In any case, Going Space is about shifts and movements in history. The history of the construction, fluidity and exceeding of identities is indeed the cornerstone of Tripp’s work. Through the history of music and sound, she offers us some of the construction codes of a multiracial America reinvented through the imagery of hip hop and poetry (The Making of Americans, 2004).
Travel, wandering, being adrift in the world, these artistic and philosophical motifs run throughout the show. From the figure of the flâneur, that idle rambler of urban streets introduced in the early 20th century by the philosopher Walter Benjamin, who praised slowness as opposed to the acceleration of modern life and the expansion of cities, with a tortoise on a leash for a guide (The Turtle Walk, 2011). It is a critical point of view that was extended by Guy Debord in the 1970s with the concept of dérive, drift, which placed the individual at the center of thought, calling into question the meaning of public and private space in the age of capitalism.
In her show, highlighting the last ten years of her work, Tripp shows us that she is a true recorder of the world. She is fashioning a body of work that seems to be the bearer of a belief according to which each of us, in movement and action, has the power to change something. Of course she is creating works of art at a moment of crisis and protestation, when all the reference points and landmarks have been called into question since Ground Zero and following Occupy Wall Street, the Arab Spring and the surge of fundamentalisms of every stripe. Tripp doesn’t limit herself to merely documenting. She designs and records her performances out in the street, always in collaboration with someone else.

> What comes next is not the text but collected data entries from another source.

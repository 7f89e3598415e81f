// Copyright (c) 2025 Kirky.X
//
// Licensed under the MIT License
// See LICENSE file in the project root for full license information.

/// 工具模块
///
/// 提供通用的工具函数和辅助功能
/// 包括重试策略、日志初始化等功能
pub mod retry_policy;
pub mod telemetry;
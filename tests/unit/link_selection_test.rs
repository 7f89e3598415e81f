// Copyright (c) 2025 Kirky.X
//
// Licensed under the MIT License
// See LICENSE file in the project root for full license information.

use opinion_scraper::domain::services::link_collector::{
    select_article_links, LinkFilter, DEFAULT_MAX_ARTICLES,
};

#[test]
fn test_default_bound_on_long_listing() {
    let filter = LinkFilter::new("/opinion/", ".html");
    let hrefs: Vec<String> = (1..=12)
        .flat_map(|i| {
            vec![
                format!("https://elpais.com/opinion/2024-06-{i:02}/columna.html"),
                format!("https://elpais.com/opinion/2024-06-{i:02}/"),
            ]
        })
        .collect();

    let links = select_article_links(&hrefs, &filter, DEFAULT_MAX_ARTICLES);

    assert_eq!(links.len(), DEFAULT_MAX_ARTICLES);
    assert_eq!(
        links[4].as_str(),
        "https://elpais.com/opinion/2024-06-05/columna.html"
    );
}

#[test]
fn test_other_sections_never_selected() {
    let filter = LinkFilter::new("/opinion/", ".html");
    let hrefs = [
        "https://elpais.com/internacional/2024-06-01/noticia.html",
        "https://elpais.com/opinion/2024-06-01/columna.htm",
        "https://elpais.com/opinion/tribunas/",
    ];

    assert!(select_article_links(hrefs, &filter, 5).is_empty());
}
//! # Rasterization algorithms
//!
//! Every shape in this module is a lazy, finite iterator over the pixels it
//! covers. None of them know about a [`Matrix`](crate::Matrix); they produce
//! plain [`Point`]s that may lie anywhere, including negative coordinates.
//!
//! All iterators are `Clone`, so a shape can be kept around and replayed.

use smallvec::SmallVec;

use crate::Point;

mod bezier;
mod circle;
mod ellipse;
mod line;

pub use bezier::{bezier_evaluate, bezier_sample, default_steps, BezierSamples};
pub use circle::Circle;
pub use ellipse::Ellipse;
pub use line::Line;

/// Points that were computed but not yet yielded, stored in reverse
pub(crate) type Pending = SmallVec<[Point; 8]>;

/// Bresenham's line from `p0` to `p1`, both inclusive
///
/// ```
/// # use dotmatrix::algorithms::line;
/// let points: Vec<_> = line((0, 0), (3, 1)).collect();
/// assert_eq!(points, [(0, 0), (1, 0), (2, 1), (3, 1)]);
/// ```
pub fn line(p0: Point, p1: Point) -> Line {
    Line::new(p0, p1)
}

/// Midpoint circle around `center` with radius `r`
pub fn circle(center: Point, r: u32) -> Circle {
    Circle::new(center, r)
}

/// Midpoint ellipse around `center` with radii `r1` (horizontal) and `r2`
/// (vertical)
pub fn ellipse(center: Point, r1: u32, r2: u32) -> Ellipse {
    Ellipse::new(center, r1, r2)
}

/// Round to the nearest pixel, ties go to the even neighbour
///
/// ```
/// # use dotmatrix::algorithms::round;
/// assert_eq!(round(2.5), 2);
/// assert_eq!(round(3.5), 4);
/// assert_eq!(round(-0.6), -1);
/// ```
pub fn round(value: f64) -> i32 {
    value.round_ties_even() as i32
}

/// Saturate an intermediate coordinate into the [`Point`] range
pub(crate) fn narrow(value: i64) -> i32 {
    value.clamp(i32::MIN.into(), i32::MAX.into()) as i32
}
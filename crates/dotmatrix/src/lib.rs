//! # Pixel matrices rendered as text
//!
//! This crate draws points, lines, circles, ellipses, polygons, Bezier curves
//! and sampled functions onto a grid of logical pixels, and renders that grid
//! as text by packing several pixels into one character.
//!
//! ```
//! use dotmatrix::{Brush, Matrix};
//!
//! let mut m: Matrix = Matrix::new(4, 4);
//! m.rectangle((0, 0), (3, 3), Brush::UseDefault);
//! assert_eq!(m.render(), "\u{28CF}\u{28F9}");
//! ```
//!
//! The way pixels are stored and turned into glyphs is up to the
//! [`Display`]: [`Braille`] packs 2×4 pixels into one Braille pattern,
//! [`Block`] packs 2×2 pixels into half block characters and [`Unit`] draws
//! every pixel with a configurable pair of strings.
#![warn(missing_docs)]

pub mod algorithms;
pub mod brush;
pub mod display;
mod error;
pub mod matrix;
mod shapes;

pub use brush::Brush;
pub use display::{Block, Braille, Display, DisplayKind, Unit};
pub use error::{MatrixError, MatrixResult};
pub use matrix::Matrix;
pub use shapes::{Dotted, PlotOptions};

/// A pixel position `(x, y)`, with `x` growing to the right and `y` downwards
pub type Point = (i32, i32);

She long ago abandoned the idea of the studio in order to directly engage with people. Poets, choreographers, musicians, philosophers, historians, physicists, and astronomers are the protagonists or companions in the participative processes that she herself conducts from Paris, Mumbai, New York, the Caribbean, and now Ivry.
She is an artist who is forever on the move, like the wheels of a bicycle whose spokes are the strings of a guitar (Music for [Prepared] Bicycles - bicycle sculpture, 2015), thus transformed into a musical instrument and a revolution.
Tripp is interested in protest movements, civil disobedience and anarchy. Those who defied racial segregation appear everywhere in her work, from the American writer Gertrude Stein and the jazz musician Miles Davis, to the activist Angela Davis and the boxer Muhammad Ali.
The artist is deeply inspired by the Caribbean poet Edouard Glissant, a close friend to whom she has dedicated several films (Making History, 2008), and it is “the poetics of relationship” that enables Tripp’s critical eye to be open to utopias, the invention of new languages, the revelation of dominated cultural codes, and the analysis of social imagery. Tripp is endlessly fascinated by going beyond the question of identity since, as she puts it, “we are not fixed identities.” Because, as Edouard Glissant stresses, “Nothing is True, everything is alive,” like the multiple sounds and identities that resonate in Going Space.

Claire Le Restif

  1. Scoring the Black Hole is produced by Lafayette Anticipations - Fondation d’entreprise Galeries Lafayette.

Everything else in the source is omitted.